[Exercise goal]:
Pull out every line below containing the word "TracingConfig".

[Data]:
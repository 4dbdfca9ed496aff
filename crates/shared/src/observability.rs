//! # Observability 基盤
//!
//! トレーシング初期化とログ出力形式の設定を提供する。
//! 環境変数 `LOG_FORMAT` による JSON / Pretty 出力の切り替えに対応する。

/// `RUST_LOG` 未設定時のフィルタ
pub const DEFAULT_ENV_FILTER: &str = "info,blog_api=debug,blog_infra=debug";

/// ログ出力形式
///
/// 値が未設定または不正な場合は [`Pretty`](LogFormat::Pretty) にフォールバックする。
#[derive(Debug, Clone, Copy, PartialEq, Eq, Default)]
pub enum LogFormat {
    /// JSON 形式（本番環境向け）
    Json,
    /// 人間が読みやすい形式（開発環境向け）
    #[default]
    Pretty,
}

impl LogFormat {
    /// 文字列からログ形式をパースする
    ///
    /// 不正な値の場合は [`Pretty`](LogFormat::Pretty) にフォールバックする。
    /// トレーシング初期化前に呼ばれるため、警告は stderr に直接出力する。
    pub fn parse(s: &str) -> Self {
        match s {
            "json" => Self::Json,
            "pretty" => Self::Pretty,
            other => {
                eprintln!("WARNING: unknown LOG_FORMAT={other:?}, falling back to pretty");
                Self::Pretty
            }
        }
    }

    /// 環境変数 `LOG_FORMAT` から読み取る
    pub fn from_env() -> Self {
        match std::env::var("LOG_FORMAT") {
            Ok(val) => Self::parse(&val),
            Err(_) => Self::default(),
        }
    }
}

/// トレーシング初期化設定
#[derive(Debug, Clone)]
pub struct TracingConfig {
    /// サービス名（起動時のルートスパンに `service` フィールドとして付与する）
    pub service_name: String,
    /// ログ出力形式
    pub log_format:   LogFormat,
}

impl TracingConfig {
    pub fn new(service_name: impl Into<String>, log_format: LogFormat) -> Self {
        Self {
            service_name: service_name.into(),
            log_format,
        }
    }

    /// `LOG_FORMAT` 環境変数から出力形式を決定する
    pub fn from_env(service_name: impl Into<String>) -> Self {
        Self::new(service_name, LogFormat::from_env())
    }
}

/// UUID v7 で Request ID を生成する
///
/// `SetRequestIdLayer` と組み合わせて使用する。クライアントが
/// `X-Request-Id` を指定した場合はそちらが優先される。
#[cfg(feature = "observability")]
#[derive(Debug, Clone, Copy, Default)]
pub struct MakeRequestUuidV7;

#[cfg(feature = "observability")]
impl tower_http::request_id::MakeRequestId for MakeRequestUuidV7 {
    fn make_request_id<B>(
        &mut self,
        _request: &http::Request<B>,
    ) -> Option<tower_http::request_id::RequestId> {
        let id = uuid::Uuid::now_v7().to_string();
        http::HeaderValue::from_str(&id)
            .ok()
            .map(tower_http::request_id::RequestId::new)
    }
}

/// リクエストごとのルートスパンを作成する
///
/// `TraceLayer::make_span_with` に渡す。`x-request-id` ヘッダーの値を
/// `request_id` フィールドとして付与し、スパン内の全ログに含める。
#[cfg(feature = "observability")]
pub fn make_request_span<B>(request: &http::Request<B>) -> tracing::Span {
    let request_id = request
        .headers()
        .get("x-request-id")
        .and_then(|v| v.to_str().ok())
        .unwrap_or("-");

    tracing::info_span!(
        "request",
        method = %request.method(),
        uri = %request.uri(),
        request_id = %request_id,
    )
}

/// トレーシングを初期化する
///
/// `RUST_LOG` 環境変数でログレベルを制御可能。
/// 未設定の場合は [`DEFAULT_ENV_FILTER`] を使用する。
///
/// `tracing_error::ErrorLayer` を登録し、インフラ層エラーの SpanTrace を
/// 捕捉できるようにする。
#[cfg(feature = "observability")]
pub fn init_tracing(config: &TracingConfig) {
    use tracing_subscriber::{Layer as _, layer::SubscriberExt, util::SubscriberInitExt};

    let env_filter = tracing_subscriber::EnvFilter::try_from_default_env()
        .unwrap_or_else(|_| DEFAULT_ENV_FILTER.into());

    let fmt_layer = match config.log_format {
        LogFormat::Json => tracing_subscriber::fmt::layer()
            .json()
            .flatten_event(true)
            .with_target(true)
            .with_current_span(true)
            .with_span_list(false)
            .boxed(),
        LogFormat::Pretty => tracing_subscriber::fmt::layer().boxed(),
    };

    tracing_subscriber::registry()
        .with(env_filter)
        .with(fmt_layer)
        .with(tracing_error::ErrorLayer::default())
        .init();

    tracing::debug!(
        service = %config.service_name,
        log_format = ?config.log_format,
        "トレーシングを初期化しました"
    );
}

[Response for this exercise]:
pub struct TracingConfig {
impl TracingConfig {
pub fn init_tracing(config: &TracingConfig) {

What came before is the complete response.